- Task brief: Repeat the records given below in full, with no changes.

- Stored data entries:
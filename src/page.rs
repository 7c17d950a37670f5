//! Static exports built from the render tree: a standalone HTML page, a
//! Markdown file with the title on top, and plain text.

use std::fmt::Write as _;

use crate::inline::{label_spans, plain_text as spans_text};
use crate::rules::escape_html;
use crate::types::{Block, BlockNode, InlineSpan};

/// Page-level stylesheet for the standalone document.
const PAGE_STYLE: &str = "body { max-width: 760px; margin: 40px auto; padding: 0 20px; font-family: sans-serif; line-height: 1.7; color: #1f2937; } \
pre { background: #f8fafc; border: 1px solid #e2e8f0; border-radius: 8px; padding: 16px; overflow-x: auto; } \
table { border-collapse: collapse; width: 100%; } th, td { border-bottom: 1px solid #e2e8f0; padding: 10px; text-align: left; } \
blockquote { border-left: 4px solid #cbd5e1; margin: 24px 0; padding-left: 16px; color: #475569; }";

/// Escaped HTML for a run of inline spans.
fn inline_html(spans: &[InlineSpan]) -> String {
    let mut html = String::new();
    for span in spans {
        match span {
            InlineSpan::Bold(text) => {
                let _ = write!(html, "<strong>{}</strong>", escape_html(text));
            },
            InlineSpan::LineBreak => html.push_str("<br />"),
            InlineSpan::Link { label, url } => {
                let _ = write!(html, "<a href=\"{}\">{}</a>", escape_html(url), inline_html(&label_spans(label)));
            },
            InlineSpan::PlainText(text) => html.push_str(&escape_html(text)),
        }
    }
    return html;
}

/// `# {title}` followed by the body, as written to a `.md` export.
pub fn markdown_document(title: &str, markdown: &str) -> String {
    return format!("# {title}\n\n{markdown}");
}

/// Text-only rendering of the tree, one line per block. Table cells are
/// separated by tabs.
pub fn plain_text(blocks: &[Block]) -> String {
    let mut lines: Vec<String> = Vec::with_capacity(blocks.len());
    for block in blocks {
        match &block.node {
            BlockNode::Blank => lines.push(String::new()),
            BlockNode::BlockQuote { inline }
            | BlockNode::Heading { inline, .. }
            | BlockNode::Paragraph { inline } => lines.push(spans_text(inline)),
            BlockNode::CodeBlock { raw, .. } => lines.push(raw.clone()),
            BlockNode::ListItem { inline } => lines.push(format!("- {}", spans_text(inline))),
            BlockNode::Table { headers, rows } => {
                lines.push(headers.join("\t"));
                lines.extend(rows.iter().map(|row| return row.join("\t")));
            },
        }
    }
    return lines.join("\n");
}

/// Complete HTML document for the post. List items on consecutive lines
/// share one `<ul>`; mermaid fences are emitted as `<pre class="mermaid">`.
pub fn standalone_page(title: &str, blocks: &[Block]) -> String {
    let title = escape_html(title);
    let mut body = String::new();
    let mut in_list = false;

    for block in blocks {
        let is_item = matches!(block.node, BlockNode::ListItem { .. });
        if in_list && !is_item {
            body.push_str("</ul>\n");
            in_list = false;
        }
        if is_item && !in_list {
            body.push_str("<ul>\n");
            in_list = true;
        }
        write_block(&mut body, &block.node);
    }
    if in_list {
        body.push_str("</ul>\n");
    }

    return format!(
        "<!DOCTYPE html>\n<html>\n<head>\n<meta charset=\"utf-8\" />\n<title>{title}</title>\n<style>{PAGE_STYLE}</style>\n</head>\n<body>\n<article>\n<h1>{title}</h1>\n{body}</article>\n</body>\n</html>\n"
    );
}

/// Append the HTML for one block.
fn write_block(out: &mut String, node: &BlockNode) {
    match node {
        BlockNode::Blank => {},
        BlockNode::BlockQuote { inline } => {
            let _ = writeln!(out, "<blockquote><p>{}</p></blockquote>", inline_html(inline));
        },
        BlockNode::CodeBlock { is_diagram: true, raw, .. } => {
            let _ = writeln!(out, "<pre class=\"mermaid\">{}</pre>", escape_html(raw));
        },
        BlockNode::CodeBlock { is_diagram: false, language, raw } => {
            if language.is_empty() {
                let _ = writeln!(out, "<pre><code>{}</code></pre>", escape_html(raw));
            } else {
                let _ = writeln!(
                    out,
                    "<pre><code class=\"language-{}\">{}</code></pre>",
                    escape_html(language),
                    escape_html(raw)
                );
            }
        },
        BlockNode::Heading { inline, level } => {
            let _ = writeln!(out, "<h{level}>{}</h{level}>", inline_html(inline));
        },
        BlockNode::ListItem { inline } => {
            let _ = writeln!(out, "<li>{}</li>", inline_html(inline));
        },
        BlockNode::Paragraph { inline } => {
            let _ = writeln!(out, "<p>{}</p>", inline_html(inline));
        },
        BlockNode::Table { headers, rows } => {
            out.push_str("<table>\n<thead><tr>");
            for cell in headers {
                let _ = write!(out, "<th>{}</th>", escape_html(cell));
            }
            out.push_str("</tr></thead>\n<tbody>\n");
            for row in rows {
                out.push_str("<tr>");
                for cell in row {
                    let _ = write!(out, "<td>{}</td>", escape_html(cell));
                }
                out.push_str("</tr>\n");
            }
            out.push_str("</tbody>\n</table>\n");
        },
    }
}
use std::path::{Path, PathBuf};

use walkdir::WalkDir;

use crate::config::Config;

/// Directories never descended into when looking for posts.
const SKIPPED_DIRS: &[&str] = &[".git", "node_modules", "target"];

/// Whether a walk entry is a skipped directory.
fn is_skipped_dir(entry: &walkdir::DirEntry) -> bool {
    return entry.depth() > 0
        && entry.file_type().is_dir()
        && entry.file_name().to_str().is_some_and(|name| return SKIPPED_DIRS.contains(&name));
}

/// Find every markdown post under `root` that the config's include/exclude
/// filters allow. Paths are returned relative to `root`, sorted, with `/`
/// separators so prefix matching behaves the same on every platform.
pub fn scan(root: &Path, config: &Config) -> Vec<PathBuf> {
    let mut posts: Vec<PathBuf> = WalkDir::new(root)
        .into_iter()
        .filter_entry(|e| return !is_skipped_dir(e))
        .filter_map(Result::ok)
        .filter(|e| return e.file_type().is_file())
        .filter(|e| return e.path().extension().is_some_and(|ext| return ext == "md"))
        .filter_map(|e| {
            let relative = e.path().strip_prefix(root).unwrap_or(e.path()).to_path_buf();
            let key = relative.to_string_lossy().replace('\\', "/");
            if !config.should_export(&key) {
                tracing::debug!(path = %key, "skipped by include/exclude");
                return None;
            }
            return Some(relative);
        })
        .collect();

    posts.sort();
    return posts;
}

- Solution to this problem:
filename src/page.rs
repository 7c17d950a37670f5
//! Static exports built from the render tree: a standalone HTML page, a
//! Markdown file with the title on top, and plain text.

use std::fmt::Write as _;

use crate::inline::{label_spans, plain_text as spans_text};
use crate::rules::escape_html;
use crate::types::{Block, BlockNode, InlineSpan};

/// Page-level stylesheet for the standalone document.
const PAGE_STYLE: &str = "body { max-width: 760px; margin: 40px auto; padding: 0 20px; font-family: sans-serif; line-height: 1.7; color: #1f2937; } \
pre { background: #f8fafc; border: 1px solid #e2e8f0; border-radius: 8px; padding: 16px; overflow-x: auto; } \
table { border-collapse: collapse; width: 100%; } th, td { border-bottom: 1px solid #e2e8f0; padding: 10px; text-align: left; } \
blockquote { border-left: 4px solid #cbd5e1; margin: 24px 0; padding-left: 16px; color: #475569; }";

/// Escaped HTML for a run of inline spans.
fn inline_html(spans: &[InlineSpan]) -> String {
    let mut html = String::new();
    for span in spans {
        match span {
            InlineSpan::Bold(text) => {
                let _ = write!(html, "<strong>{}</strong>", escape_html(text));
            },
            InlineSpan::LineBreak => html.push_str("<br />"),
            InlineSpan::Link { label, url } => {
                let _ = write!(html, "<a href=\"{}\">{}</a>", escape_html(url), inline_html(&label_spans(label)));
            },
            InlineSpan::PlainText(text) => html.push_str(&escape_html(text)),
        }
    }
    return html;
}

/// `# {title}` followed by the body, as written to a `.md` export.
pub fn markdown_document(title: &str, markdown: &str) -> String {
    return format!("# {title}\n\n{markdown}");
}

/// Text-only rendering of the tree, one line per block. Table cells are
/// separated by tabs.
pub fn plain_text(blocks: &[Block]) -> String {
    let mut lines: Vec<String> = Vec::with_capacity(blocks.len());
    for block in blocks {
        match &block.node {
            BlockNode::Blank => lines.push(String::new()),
            BlockNode::BlockQuote { inline }
            | BlockNode::Heading { inline, .. }
            | BlockNode::Paragraph { inline } => lines.push(spans_text(inline)),
            BlockNode::CodeBlock { raw, .. } => lines.push(raw.clone()),
            BlockNode::ListItem { inline } => lines.push(format!("- {}", spans_text(inline))),
            BlockNode::Table { headers, rows } => {
                lines.push(headers.join("\t"));
                lines.extend(rows.iter().map(|row| return row.join("\t")));
            },
        }
    }
    return lines.join("\n");
}

/// Complete HTML document for the post. List items on consecutive lines
/// share one `<ul>`; mermaid fences are emitted as `<pre class="mermaid">`.
pub fn standalone_page(title: &str, blocks: &[Block]) -> String {
    let title = escape_html(title);
    let mut body = String::new();
    let mut in_list = false;

    for block in blocks {
        let is_item = matches!(block.node, BlockNode::ListItem { .. });
        if in_list && !is_item {
            body.push_str("</ul>\n");
            in_list = false;
        }
        if is_item && !in_list {
            body.push_str("<ul>\n");
            in_list = true;
        }
        write_block(&mut body, &block.node);
    }
    if in_list {
        body.push_str("</ul>\n");
    }

    return format!(
        "<!DOCTYPE html>\n<html>\n<head>\n<meta charset=\"utf-8\" />\n<title>{title}</title>\n<style>{PAGE_STYLE}</style>\n</head>\n<body>\n<article>\n<h1>{title}</h1>\n{body}</article>\n</body>\n</html>\n"
    );
}

/// Append the HTML for one block.
fn write_block(out: &mut String, node: &BlockNode) {
    match node {
        BlockNode::Blank => {},
        BlockNode::BlockQuote { inline } => {
            let _ = writeln!(out, "<blockquote><p>{}</p></blockquote>", inline_html(inline));
        },
        BlockNode::CodeBlock { is_diagram: true, raw, .. } => {
            let _ = writeln!(out, "<pre class=\"mermaid\">{}</pre>", escape_html(raw));
        },
        BlockNode::CodeBlock { is_diagram: false, language, raw } => {
            if language.is_empty() {
                let _ = writeln!(out, "<pre><code>{}</code></pre>", escape_html(raw));
            } else {
                let _ = writeln!(
                    out,
                    "<pre><code class=\"language-{}\">{}</code></pre>",
                    escape_html(language),
                    escape_html(raw)
                );
            }
        },
        BlockNode::Heading { inline, level } => {
            let _ = writeln!(out, "<h{level}>{}</h{level}>", inline_html(inline));
        },
        BlockNode::ListItem { inline } => {
            let _ = writeln!(out, "<li>{}</li>", inline_html(inline));
        },
        BlockNode::Paragraph { inline } => {
            let _ = writeln!(out, "<p>{}</p>", inline_html(inline));
        },
        BlockNode::Table { headers, rows } => {
            out.push_str("<table>\n<thead><tr>");
            for cell in headers {
                let _ = write!(out, "<th>{}</th>", escape_html(cell));
            }
            out.push_str("</tr></thead>\n<tbody>\n");
            for row in rows {
                out.push_str("<tr>");
                for cell in row {
                    let _ = write!(out, "<td>{}</td>", escape_html(cell));
                }
                out.push_str("</tr>\n");
            }
            out.push_str("</tbody>\n</table>\n");
        },
    }
}
use std::path::{Path, PathBuf};

use walkdir::WalkDir;

use crate::config::Config;

/// Directories never descended into when looking for posts.
const SKIPPED_DIRS: &[&str] = &[".git", "node_modules", "target"];

/// Whether a walk entry is a skipped directory.
fn is_skipped_dir(entry: &walkdir::DirEntry) -> bool {
    return entry.depth() > 0
        && entry.file_type().is_dir()
        && entry.file_name().to_str().is_some_and(|name| return SKIPPED_DIRS.contains(&name));
}

/// Find every markdown post under `root` that the config's include/exclude
/// filters allow. Paths are returned relative to `root`, sorted, with `/`
/// separators so prefix matching behaves the same on every platform.
pub fn scan(root: &Path, config: &Config) -> Vec<PathBuf> {
    let mut posts: Vec<PathBuf> = WalkDir::new(root)
        .into_iter()
        .filter_entry(|e| return !is_skipped_dir(e))
        .filter_map(Result::ok)
        .filter(|e| return e.file_type().is_file())
        .filter(|e| return e.path().extension().is_some_and(|ext| return ext == "md"))
        .filter_map(|e| {
            let relative = e.path().strip_prefix(root).unwrap_or(e.path()).to_path_buf();
            let key = relative.to_string_lossy().replace('\\', "/");
            if !config.should_export(&key) {
                tracing::debug!(path = %key, "skipped by include/exclude");
                return None;
            }
            return Some(relative);
        })
        .collect();

    posts.sort();
    return posts;
}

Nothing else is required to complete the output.